Check each line below for "grants" and say how many have it, with no other words.

#### Extracted material

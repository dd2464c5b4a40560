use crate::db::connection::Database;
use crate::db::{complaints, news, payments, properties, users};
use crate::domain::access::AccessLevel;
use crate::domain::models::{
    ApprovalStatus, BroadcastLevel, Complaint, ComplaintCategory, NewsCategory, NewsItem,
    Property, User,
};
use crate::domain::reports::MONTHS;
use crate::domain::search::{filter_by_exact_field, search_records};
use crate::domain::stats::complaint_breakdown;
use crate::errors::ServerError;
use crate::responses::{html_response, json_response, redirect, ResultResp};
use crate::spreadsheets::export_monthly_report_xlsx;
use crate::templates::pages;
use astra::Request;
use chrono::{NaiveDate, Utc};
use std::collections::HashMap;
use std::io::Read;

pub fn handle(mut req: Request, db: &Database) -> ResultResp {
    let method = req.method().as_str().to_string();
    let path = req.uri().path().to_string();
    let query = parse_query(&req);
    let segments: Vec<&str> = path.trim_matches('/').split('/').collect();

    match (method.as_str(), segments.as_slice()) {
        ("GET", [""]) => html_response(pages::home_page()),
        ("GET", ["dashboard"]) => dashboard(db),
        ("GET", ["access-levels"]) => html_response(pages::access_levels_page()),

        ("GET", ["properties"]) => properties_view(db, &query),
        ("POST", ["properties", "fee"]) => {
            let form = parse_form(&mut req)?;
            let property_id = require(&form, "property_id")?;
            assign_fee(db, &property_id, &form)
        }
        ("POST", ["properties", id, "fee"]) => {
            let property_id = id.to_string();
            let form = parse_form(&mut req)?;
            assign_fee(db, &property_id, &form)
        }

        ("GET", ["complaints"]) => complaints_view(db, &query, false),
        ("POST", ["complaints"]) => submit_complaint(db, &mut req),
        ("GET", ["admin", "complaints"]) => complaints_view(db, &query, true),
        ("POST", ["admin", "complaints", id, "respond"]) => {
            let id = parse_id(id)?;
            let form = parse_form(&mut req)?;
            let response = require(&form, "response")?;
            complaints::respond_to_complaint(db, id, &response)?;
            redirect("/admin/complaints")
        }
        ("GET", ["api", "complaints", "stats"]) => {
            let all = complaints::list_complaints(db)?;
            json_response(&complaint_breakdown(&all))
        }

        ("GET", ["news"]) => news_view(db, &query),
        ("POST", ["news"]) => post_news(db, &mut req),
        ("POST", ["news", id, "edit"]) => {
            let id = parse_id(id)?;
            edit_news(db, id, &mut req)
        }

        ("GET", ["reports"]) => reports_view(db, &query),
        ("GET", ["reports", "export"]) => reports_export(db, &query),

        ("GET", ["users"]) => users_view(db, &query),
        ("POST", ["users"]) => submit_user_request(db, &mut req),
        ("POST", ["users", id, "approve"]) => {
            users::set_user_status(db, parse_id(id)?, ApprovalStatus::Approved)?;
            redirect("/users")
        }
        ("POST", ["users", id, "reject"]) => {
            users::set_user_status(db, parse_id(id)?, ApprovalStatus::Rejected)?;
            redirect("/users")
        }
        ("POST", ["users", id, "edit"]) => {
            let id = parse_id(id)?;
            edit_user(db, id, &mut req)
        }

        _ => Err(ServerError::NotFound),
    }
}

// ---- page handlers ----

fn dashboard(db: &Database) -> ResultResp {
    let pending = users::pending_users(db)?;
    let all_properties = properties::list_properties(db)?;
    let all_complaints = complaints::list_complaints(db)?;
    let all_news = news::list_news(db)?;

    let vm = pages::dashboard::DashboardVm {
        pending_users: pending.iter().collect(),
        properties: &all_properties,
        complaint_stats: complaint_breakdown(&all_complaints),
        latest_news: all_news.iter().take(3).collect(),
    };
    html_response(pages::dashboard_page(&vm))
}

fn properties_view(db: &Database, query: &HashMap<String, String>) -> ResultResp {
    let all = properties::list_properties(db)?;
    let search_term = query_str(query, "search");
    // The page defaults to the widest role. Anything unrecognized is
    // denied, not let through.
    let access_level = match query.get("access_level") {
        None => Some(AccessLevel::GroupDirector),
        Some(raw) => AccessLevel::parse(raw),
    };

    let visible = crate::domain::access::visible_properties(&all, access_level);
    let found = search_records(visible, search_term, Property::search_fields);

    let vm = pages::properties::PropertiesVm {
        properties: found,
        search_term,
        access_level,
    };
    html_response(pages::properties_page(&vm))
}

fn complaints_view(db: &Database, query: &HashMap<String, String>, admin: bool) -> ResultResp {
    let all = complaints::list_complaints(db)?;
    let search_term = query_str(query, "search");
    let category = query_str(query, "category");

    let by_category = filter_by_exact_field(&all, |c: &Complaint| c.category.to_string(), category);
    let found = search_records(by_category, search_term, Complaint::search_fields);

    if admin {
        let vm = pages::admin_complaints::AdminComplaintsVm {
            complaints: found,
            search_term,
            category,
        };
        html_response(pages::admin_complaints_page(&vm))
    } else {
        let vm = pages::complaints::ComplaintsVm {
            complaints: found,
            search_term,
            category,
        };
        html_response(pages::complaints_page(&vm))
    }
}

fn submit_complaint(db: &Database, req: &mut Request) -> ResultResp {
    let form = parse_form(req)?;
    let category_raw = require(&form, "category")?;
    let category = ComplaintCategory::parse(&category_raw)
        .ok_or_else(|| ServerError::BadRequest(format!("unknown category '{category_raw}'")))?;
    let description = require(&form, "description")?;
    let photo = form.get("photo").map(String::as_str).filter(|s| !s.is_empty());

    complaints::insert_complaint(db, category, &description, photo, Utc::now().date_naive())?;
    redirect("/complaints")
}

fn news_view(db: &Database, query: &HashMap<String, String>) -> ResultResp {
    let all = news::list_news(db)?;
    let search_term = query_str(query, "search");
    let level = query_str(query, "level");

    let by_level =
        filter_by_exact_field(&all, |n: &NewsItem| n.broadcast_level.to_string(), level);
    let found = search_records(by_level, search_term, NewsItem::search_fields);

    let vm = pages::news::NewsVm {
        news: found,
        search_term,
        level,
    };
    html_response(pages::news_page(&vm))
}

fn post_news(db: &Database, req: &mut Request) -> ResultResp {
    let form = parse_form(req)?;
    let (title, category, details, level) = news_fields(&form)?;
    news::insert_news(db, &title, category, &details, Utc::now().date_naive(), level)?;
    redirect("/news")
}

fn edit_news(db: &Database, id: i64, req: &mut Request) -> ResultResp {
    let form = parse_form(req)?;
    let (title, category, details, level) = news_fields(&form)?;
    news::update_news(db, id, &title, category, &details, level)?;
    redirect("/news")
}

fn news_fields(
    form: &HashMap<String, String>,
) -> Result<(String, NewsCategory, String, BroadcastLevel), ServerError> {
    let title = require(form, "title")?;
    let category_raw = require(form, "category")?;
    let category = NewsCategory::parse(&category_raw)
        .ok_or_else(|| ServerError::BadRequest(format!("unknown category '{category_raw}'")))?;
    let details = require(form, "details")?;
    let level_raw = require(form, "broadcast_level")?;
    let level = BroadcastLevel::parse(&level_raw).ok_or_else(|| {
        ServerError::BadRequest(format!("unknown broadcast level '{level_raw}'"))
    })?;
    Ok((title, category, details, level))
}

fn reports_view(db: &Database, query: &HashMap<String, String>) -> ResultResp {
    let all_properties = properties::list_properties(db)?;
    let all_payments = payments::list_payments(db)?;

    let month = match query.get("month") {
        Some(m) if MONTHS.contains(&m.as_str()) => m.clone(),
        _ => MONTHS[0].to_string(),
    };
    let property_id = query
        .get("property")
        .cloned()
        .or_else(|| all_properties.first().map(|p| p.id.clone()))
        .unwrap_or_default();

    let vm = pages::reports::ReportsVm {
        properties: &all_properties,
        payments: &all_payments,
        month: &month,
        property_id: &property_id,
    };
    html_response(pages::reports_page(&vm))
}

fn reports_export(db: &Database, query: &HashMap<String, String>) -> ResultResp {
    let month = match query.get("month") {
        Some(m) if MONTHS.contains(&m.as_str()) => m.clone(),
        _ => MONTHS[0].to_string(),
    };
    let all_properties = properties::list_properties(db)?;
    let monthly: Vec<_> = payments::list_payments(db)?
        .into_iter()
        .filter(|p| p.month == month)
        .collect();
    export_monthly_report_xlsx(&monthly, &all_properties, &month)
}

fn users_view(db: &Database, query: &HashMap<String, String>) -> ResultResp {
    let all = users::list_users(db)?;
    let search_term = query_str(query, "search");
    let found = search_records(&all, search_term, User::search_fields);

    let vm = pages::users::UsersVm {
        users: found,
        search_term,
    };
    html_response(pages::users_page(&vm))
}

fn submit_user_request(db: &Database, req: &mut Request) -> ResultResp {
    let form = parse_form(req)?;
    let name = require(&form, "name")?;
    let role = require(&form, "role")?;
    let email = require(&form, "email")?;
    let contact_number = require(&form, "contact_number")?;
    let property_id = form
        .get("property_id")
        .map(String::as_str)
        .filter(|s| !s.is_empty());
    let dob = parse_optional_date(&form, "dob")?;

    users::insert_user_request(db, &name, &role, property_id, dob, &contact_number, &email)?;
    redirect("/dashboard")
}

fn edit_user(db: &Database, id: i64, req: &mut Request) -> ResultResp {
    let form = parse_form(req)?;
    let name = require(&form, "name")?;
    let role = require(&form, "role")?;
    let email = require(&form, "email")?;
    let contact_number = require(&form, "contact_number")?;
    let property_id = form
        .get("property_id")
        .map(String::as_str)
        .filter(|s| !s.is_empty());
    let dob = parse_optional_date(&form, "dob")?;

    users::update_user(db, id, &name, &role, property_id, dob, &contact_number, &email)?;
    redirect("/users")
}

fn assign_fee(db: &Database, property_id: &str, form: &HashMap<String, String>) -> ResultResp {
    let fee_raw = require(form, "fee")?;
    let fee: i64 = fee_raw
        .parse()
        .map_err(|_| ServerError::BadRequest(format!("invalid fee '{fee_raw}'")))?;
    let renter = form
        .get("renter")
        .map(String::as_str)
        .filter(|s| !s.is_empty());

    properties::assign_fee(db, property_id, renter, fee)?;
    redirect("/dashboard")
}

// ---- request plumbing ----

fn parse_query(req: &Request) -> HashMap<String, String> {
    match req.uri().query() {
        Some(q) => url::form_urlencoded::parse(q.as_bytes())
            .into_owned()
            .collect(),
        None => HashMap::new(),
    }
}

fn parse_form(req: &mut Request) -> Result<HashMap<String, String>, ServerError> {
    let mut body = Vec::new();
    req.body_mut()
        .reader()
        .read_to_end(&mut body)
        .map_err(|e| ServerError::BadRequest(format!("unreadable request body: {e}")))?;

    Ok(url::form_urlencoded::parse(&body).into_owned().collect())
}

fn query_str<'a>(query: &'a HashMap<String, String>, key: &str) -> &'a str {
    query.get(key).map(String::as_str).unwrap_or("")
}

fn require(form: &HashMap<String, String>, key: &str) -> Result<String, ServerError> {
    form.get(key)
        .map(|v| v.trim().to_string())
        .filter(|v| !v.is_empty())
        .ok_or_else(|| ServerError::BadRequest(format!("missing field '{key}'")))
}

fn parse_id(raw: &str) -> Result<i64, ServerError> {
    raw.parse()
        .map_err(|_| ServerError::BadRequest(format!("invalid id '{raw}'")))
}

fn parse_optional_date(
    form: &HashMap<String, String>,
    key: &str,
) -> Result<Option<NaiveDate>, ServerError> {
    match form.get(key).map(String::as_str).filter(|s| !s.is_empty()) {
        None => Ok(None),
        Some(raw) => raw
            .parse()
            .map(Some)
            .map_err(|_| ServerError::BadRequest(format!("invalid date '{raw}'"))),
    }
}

########
#### Extracted material

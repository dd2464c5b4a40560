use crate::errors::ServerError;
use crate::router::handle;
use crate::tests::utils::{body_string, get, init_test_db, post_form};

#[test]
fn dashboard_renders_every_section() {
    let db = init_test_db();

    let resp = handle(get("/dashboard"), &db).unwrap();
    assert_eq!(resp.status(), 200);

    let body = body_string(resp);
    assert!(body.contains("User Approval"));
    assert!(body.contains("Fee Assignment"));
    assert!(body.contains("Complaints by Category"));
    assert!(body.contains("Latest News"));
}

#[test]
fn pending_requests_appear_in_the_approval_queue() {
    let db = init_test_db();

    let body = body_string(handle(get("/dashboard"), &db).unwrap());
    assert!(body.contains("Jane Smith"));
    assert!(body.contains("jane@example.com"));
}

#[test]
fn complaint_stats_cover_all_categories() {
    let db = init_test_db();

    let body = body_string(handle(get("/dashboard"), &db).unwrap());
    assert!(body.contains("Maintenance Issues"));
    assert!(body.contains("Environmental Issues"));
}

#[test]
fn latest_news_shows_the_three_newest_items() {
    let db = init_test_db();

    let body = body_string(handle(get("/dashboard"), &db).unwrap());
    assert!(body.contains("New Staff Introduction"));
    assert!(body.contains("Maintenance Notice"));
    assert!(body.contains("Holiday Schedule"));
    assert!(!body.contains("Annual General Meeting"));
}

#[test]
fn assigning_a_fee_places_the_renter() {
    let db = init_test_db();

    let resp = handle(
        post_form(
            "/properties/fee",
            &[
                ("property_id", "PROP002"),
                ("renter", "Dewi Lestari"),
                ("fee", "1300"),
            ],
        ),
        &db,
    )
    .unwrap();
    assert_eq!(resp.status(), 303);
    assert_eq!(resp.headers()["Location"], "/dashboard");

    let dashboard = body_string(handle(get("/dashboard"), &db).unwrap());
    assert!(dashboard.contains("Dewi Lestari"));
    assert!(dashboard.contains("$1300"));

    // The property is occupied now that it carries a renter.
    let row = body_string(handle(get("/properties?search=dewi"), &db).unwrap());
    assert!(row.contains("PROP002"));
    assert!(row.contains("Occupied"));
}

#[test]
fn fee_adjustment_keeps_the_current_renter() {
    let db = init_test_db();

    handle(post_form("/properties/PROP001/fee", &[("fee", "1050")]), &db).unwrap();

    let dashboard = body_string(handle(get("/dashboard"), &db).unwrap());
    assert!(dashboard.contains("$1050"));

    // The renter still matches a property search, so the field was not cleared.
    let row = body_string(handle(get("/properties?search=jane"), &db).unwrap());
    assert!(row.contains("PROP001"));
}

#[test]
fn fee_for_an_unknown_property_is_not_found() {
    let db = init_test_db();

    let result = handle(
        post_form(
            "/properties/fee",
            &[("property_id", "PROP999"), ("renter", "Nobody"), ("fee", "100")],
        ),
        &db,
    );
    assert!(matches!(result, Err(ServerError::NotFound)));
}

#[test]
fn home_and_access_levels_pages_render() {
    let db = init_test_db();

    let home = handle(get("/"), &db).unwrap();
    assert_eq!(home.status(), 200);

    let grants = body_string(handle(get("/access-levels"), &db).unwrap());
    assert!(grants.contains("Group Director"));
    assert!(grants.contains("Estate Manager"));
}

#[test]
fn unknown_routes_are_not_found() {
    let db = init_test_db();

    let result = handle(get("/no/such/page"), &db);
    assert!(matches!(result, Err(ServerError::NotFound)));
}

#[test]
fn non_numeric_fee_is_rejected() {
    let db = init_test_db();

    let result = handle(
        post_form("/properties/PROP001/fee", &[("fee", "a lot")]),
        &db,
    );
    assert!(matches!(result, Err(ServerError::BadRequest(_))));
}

########
#### Extracted material

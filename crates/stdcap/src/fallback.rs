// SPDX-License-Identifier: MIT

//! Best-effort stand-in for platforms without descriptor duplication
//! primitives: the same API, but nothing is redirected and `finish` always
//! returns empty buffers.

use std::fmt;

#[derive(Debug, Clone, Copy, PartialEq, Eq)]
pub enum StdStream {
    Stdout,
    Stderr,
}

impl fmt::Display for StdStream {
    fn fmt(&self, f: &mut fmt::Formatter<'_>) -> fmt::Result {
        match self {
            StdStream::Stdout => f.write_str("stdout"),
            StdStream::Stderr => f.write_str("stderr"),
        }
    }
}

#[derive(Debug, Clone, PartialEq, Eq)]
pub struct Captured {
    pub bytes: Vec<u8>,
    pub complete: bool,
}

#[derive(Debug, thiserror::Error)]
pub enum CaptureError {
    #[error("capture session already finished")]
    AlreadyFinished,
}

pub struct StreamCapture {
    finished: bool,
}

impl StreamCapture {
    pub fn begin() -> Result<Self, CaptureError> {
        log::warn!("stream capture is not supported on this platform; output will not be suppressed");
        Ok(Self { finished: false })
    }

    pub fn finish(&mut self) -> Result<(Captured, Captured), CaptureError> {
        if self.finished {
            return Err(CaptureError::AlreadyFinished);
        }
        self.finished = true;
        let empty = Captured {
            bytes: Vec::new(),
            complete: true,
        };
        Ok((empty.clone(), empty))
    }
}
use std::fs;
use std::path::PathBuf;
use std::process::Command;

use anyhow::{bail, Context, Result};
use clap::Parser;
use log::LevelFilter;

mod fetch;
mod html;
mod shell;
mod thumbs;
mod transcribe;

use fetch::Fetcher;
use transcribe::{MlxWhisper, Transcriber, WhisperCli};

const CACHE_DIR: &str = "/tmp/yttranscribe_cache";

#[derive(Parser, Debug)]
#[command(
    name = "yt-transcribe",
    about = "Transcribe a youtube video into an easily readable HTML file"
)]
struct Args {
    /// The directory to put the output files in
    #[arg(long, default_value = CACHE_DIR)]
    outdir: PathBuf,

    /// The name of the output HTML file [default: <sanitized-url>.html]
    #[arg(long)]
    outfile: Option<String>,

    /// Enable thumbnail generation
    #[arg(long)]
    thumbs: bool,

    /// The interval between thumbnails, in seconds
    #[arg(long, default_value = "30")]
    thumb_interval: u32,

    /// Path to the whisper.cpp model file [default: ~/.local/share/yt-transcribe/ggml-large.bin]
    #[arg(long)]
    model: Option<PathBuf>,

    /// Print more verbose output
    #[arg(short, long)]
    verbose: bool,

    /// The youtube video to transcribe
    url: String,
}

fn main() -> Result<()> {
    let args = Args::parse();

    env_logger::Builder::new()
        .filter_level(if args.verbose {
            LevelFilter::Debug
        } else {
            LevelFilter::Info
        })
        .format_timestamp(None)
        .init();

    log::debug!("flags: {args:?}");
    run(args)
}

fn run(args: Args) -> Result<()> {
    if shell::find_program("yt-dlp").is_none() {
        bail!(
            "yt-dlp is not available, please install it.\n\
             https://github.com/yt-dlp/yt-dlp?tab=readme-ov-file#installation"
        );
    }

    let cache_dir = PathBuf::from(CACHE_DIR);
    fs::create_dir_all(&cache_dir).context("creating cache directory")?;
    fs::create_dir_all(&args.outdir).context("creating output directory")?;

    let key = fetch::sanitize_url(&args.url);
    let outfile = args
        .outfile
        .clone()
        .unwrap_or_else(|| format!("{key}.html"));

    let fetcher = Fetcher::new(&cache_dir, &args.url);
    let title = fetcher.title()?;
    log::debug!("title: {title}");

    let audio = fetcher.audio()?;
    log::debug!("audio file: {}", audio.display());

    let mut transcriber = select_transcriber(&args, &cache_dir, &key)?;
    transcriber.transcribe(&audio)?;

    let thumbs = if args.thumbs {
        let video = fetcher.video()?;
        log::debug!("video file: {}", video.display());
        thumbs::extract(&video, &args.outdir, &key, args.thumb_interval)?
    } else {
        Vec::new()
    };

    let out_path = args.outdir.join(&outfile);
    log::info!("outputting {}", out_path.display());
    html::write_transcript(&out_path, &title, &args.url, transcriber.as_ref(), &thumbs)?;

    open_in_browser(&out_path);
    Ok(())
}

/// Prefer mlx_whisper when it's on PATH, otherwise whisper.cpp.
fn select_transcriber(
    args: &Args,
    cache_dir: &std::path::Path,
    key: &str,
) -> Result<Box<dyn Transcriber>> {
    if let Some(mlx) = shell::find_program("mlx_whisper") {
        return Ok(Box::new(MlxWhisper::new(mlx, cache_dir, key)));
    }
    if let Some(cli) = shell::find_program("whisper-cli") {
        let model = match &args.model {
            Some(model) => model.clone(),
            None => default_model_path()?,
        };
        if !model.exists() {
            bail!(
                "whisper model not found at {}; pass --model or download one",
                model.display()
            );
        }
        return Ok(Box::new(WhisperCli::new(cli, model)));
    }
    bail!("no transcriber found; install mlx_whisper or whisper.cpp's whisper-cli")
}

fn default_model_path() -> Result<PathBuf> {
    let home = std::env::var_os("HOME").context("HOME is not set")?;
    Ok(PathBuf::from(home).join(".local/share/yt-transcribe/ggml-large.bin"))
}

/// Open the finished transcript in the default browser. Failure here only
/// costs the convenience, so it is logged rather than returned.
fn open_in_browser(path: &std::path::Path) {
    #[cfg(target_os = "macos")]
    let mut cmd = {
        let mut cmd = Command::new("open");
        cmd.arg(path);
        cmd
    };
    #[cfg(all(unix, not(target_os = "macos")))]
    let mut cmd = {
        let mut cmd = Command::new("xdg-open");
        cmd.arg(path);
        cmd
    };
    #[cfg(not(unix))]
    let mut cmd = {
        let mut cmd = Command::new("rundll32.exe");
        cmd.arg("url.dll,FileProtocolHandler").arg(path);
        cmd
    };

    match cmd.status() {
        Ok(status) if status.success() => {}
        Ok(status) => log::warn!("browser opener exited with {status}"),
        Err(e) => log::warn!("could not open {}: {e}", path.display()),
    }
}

########

Answer below - 3